Yea, but, even though you hand no input or hand in generating that observation, those statements will get you in hot water with Ms G. That's when you are reminded that "he's your son".
Since I'm a married dude as well, I know that you were flabbergasted at even the thought of trading in 'old faithful' for a newer & sleeker model, preferably a 36-24-36 American made Nymph model via the "farmer's daughter" dealership. Then again, why trade for something that's ready to burn rubber when you can stay with the one that has all the miles, the dings, the knocks, makes annoying sounds all the time, is never satisfied with how you treat it, costs more every year to maintain & never wants to turn over whenever you try to get 'er to start?
Lord knows the thought's never crossed my mind, either. :) {I kid, honey, honestly}
Heck, that boy is jest fine. He recognized there is a difference between the marrying kind and the partying kind. And also recognized that mommy was the marrying kind. Take it as a compliment.

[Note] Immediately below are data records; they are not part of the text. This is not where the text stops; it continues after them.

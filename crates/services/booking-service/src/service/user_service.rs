//! User manager - registration and administrative user maintenance.

use async_trait::async_trait;
use std::sync::Arc;
use uuid::Uuid;

use common::{AppError, AppResult};
use domain::{
    normalize_email, NewUser, Password, Registration, Role, User, UserProfile,
    MSG_DUPLICATE_EMAIL,
};

use crate::repository::{RoleRepository, UserRepository};

/// User service trait for dependency injection.
#[async_trait]
pub trait UserService: Send + Sync {
    /// Create an account with the default role
    async fn register(&self, registration: Registration) -> AppResult<User>;

    async fn find_by_email(&self, email: &str) -> AppResult<Option<User>>;

    /// Get user by ID, `NotFound` if absent
    async fn find_by_id(&self, id: Uuid) -> AppResult<User>;

    /// All users in display shape
    async fn list_all(&self) -> AppResult<Vec<UserProfile>>;

    /// Change name and email only
    async fn update(&self, id: Uuid, name: String, email: String) -> AppResult<User>;

    /// Delete the user and everything they own
    async fn delete_by_id(&self, id: Uuid) -> AppResult<()>;

    /// Attach `role` to the user, creating the role record if needed
    async fn grant_role(&self, id: Uuid, role: Role) -> AppResult<User>;
}

/// Concrete implementation of [`UserService`] over the credential store.
pub struct UserManager {
    users: Arc<dyn UserRepository>,
    roles: Arc<dyn RoleRepository>,
}

impl UserManager {
    pub fn new(users: Arc<dyn UserRepository>, roles: Arc<dyn RoleRepository>) -> Self {
        Self { users, roles }
    }

    fn require_email(email: &str) -> AppResult<String> {
        let email = normalize_email(email);
        if email.is_empty() {
            return Err(AppError::validation("Email is required."));
        }
        Ok(email)
    }

    fn require_name(name: &str) -> AppResult<String> {
        let name = name.trim();
        if name.is_empty() {
            return Err(AppError::validation("Name is required."));
        }
        Ok(name.to_string())
    }
}

#[async_trait]
impl UserService for UserManager {
    async fn register(&self, registration: Registration) -> AppResult<User> {
        let email = Self::require_email(&registration.email)?;
        let name = Self::require_name(&registration.full_name())?;

        if self.users.find_by_email(&email).await?.is_some() {
            tracing::debug!(email = %email, "Registration rejected: duplicate email");
            return Err(AppError::validation(MSG_DUPLICATE_EMAIL));
        }

        let password_hash = Password::new(&registration.password)?.into_string();
        let role = self.roles.find_or_create(Role::DEFAULT).await?;

        let user = self
            .users
            .create(NewUser {
                name,
                email,
                password_hash,
                role_ids: vec![role.id],
            })
            .await?;

        tracing::info!(user_id = %user.id, "Registered user");
        Ok(user)
    }

    async fn find_by_email(&self, email: &str) -> AppResult<Option<User>> {
        self.users.find_by_email(&normalize_email(email)).await
    }

    async fn find_by_id(&self, id: Uuid) -> AppResult<User> {
        self.users.find_by_id(id).await?.ok_or(AppError::NotFound)
    }

    async fn list_all(&self) -> AppResult<Vec<UserProfile>> {
        let users = self.users.list().await?;
        Ok(users.into_iter().map(UserProfile::from).collect())
    }

    async fn update(&self, id: Uuid, name: String, email: String) -> AppResult<User> {
        let name = Self::require_name(&name)?;
        let email = Self::require_email(&email)?;

        if let Some(owner) = self.users.find_by_email(&email).await? {
            if owner.id != id {
                return Err(AppError::validation(MSG_DUPLICATE_EMAIL));
            }
        }

        self.users.update(id, name, email).await
    }

    async fn delete_by_id(&self, id: Uuid) -> AppResult<()> {
        self.users.delete(id).await
    }

    async fn grant_role(&self, id: Uuid, role: Role) -> AppResult<User> {
        let record = self.roles.find_or_create(role).await?;
        let user = self.users.add_role(id, record.id).await?;

        tracing::info!(user_id = %id, role = %role, "Granted role");
        Ok(user)
    }
}

#[cfg(test)]
mod tests {
    use super::*;
    use crate::repository::{MockRoleRepository, MockUserRepository};
    use chrono::Utc;
    use domain::RoleRecord;
    use mockall::predicate::eq;

    fn user(id: Uuid, email: &str, roles: &[Role]) -> User {
        User {
            id,
            name: "Jana Nová".to_string(),
            email: email.to_string(),
            password_hash: "hashed".to_string(),
            roles: roles.iter().copied().collect(),
            created_at: Utc::now(),
            updated_at: Utc::now(),
        }
    }

    fn registration(email: &str) -> Registration {
        Registration {
            first_name: "Jana".to_string(),
            last_name: "Nová".to_string(),
            email: email.to_string(),
            password: "pw1".to_string(),
        }
    }

    fn manager(users: MockUserRepository, roles: MockRoleRepository) -> UserManager {
        UserManager::new(Arc::new(users), Arc::new(roles))
    }

    #[tokio::test]
    async fn test_register_assigns_default_role_and_hashes_password() {
        let role_id = Uuid::new_v4();

        let mut users = MockUserRepository::new();
        users
            .expect_find_by_email()
            .with(eq("jana@x.cz"))
            .times(1)
            .returning(|_| Ok(None));
        users
            .expect_create()
            .withf(move |new_user| {
                new_user.name == "Jana Nová"
                    && new_user.email == "jana@x.cz"
                    && new_user.role_ids == vec![role_id]
                    && Password::from_hash(new_user.password_hash.clone()).verify("pw1")
            })
            .times(1)
            .returning(|new_user| {
                let mut created = user(Uuid::new_v4(), &new_user.email, &[Role::User]);
                created.name = new_user.name;
                Ok(created)
            });

        let mut roles = MockRoleRepository::new();
        roles
            .expect_find_or_create()
            .with(eq(Role::User))
            .times(1)
            .returning(move |role| Ok(RoleRecord { id: role_id, role }));

        let created = manager(users, roles)
            .register(registration(" Jana@X.cz "))
            .await
            .unwrap();

        assert_eq!(created.roles.len(), 1);
        assert!(created.has_role(Role::User));
    }

    #[tokio::test]
    async fn test_register_duplicate_email_is_validation_failure() {
        let mut users = MockUserRepository::new();
        users
            .expect_find_by_email()
            .returning(|email| Ok(Some(user(Uuid::new_v4(), email, &[Role::User]))));
        users.expect_create().never();

        let mut roles = MockRoleRepository::new();
        roles.expect_find_or_create().never();

        let result = manager(users, roles)
            .register(registration("jana@x.cz"))
            .await;

        assert!(matches!(result, Err(AppError::Validation(msg)) if msg == MSG_DUPLICATE_EMAIL));
    }

    #[tokio::test]
    async fn test_register_rejects_empty_password() {
        let mut users = MockUserRepository::new();
        users.expect_find_by_email().returning(|_| Ok(None));
        users.expect_create().never();

        let mut reg = registration("jana@x.cz");
        reg.password = String::new();

        let result = manager(users, MockRoleRepository::new()).register(reg).await;
        assert!(matches!(result, Err(AppError::Validation(_))));
    }

    #[tokio::test]
    async fn test_find_by_id_not_found() {
        let mut users = MockUserRepository::new();
        users.expect_find_by_id().returning(|_| Ok(None));

        let result = manager(users, MockRoleRepository::new())
            .find_by_id(Uuid::new_v4())
            .await;

        assert!(matches!(result, Err(AppError::NotFound)));
    }

    #[tokio::test]
    async fn test_list_all_splits_names() {
        let mut users = MockUserRepository::new();
        users.expect_list().returning(|| {
            let mut second = user(Uuid::new_v4(), "anna@x.cz", &[Role::Admin]);
            second.name = "Anna Marie Dvořák".to_string();
            Ok(vec![user(Uuid::new_v4(), "jana@x.cz", &[Role::User]), second])
        });

        let profiles = manager(users, MockRoleRepository::new())
            .list_all()
            .await
            .unwrap();

        assert_eq!(profiles[0].first_name, "Jana");
        assert_eq!(profiles[0].last_name, "Nová");
        assert_eq!(profiles[1].first_name, "Anna");
        assert_eq!(profiles[1].last_name, "Marie Dvořák");
    }

    #[tokio::test]
    async fn test_update_rejects_email_of_another_user() {
        let id = Uuid::new_v4();

        let mut users = MockUserRepository::new();
        users
            .expect_find_by_email()
            .returning(|email| Ok(Some(user(Uuid::new_v4(), email, &[Role::User]))));
        users.expect_update().never();

        let result = manager(users, MockRoleRepository::new())
            .update(id, "Jana Nová".to_string(), "taken@x.cz".to_string())
            .await;

        assert!(matches!(result, Err(AppError::Validation(_))));
    }

    #[tokio::test]
    async fn test_update_keeps_own_email() {
        let id = Uuid::new_v4();

        let mut users = MockUserRepository::new();
        users
            .expect_find_by_email()
            .returning(move |email| Ok(Some(user(id, email, &[Role::User]))));
        users
            .expect_update()
            .with(eq(id), eq("Jana Dvořák".to_string()), eq("jana@x.cz".to_string()))
            .times(1)
            .returning(|id, name, email| {
                let mut updated = user(id, &email, &[Role::User]);
                updated.name = name;
                Ok(updated)
            });

        let updated = manager(users, MockRoleRepository::new())
            .update(id, " Jana Dvořák ".to_string(), "JANA@x.cz".to_string())
            .await
            .unwrap();

        assert_eq!(updated.name, "Jana Dvořák");
    }

    #[tokio::test]
    async fn test_update_missing_user_is_not_found() {
        let mut users = MockUserRepository::new();
        users.expect_find_by_email().returning(|_| Ok(None));
        users
            .expect_update()
            .returning(|_, _, _| Err(AppError::NotFound));

        let result = manager(users, MockRoleRepository::new())
            .update(Uuid::new_v4(), "Jana".to_string(), "jana@x.cz".to_string())
            .await;

        assert!(matches!(result, Err(AppError::NotFound)));
    }

    #[tokio::test]
    async fn test_delete_propagates_not_found() {
        let mut users = MockUserRepository::new();
        users.expect_delete().returning(|_| Err(AppError::NotFound));

        let result = manager(users, MockRoleRepository::new())
            .delete_by_id(Uuid::new_v4())
            .await;

        assert!(matches!(result, Err(AppError::NotFound)));
    }

    #[tokio::test]
    async fn test_grant_role_creates_role_lazily() {
        let id = Uuid::new_v4();
        let role_id = Uuid::new_v4();

        let mut roles = MockRoleRepository::new();
        roles
            .expect_find_or_create()
            .with(eq(Role::Admin))
            .times(1)
            .returning(move |role| Ok(RoleRecord { id: role_id, role }));

        let mut users = MockUserRepository::new();
        users
            .expect_add_role()
            .with(eq(id), eq(role_id))
            .times(1)
            .returning(|id, _| Ok(user(id, "jana@x.cz", &[Role::User, Role::Admin])));

        let updated = manager(users, roles).grant_role(id, Role::Admin).await.unwrap();
        assert!(updated.is_admin());
    }
}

You have other adventures in parenting ahead of you. I recall my son arriving home from first grade one day, and calling very loudly to me down the street, "Hey Dad, why are the 4th graders on the bus saying condoms are gross?" The several other neighbors out working on their yards like me, looked at me expectantly for the answer, but I waited until sonny got into the house with me to explain....
Dad, gun nut, motorhead, shaved-head biker with a foul mouth and a bad attitude. Living the dream in Free America after escaping the Volksrepublik of Massachusetts...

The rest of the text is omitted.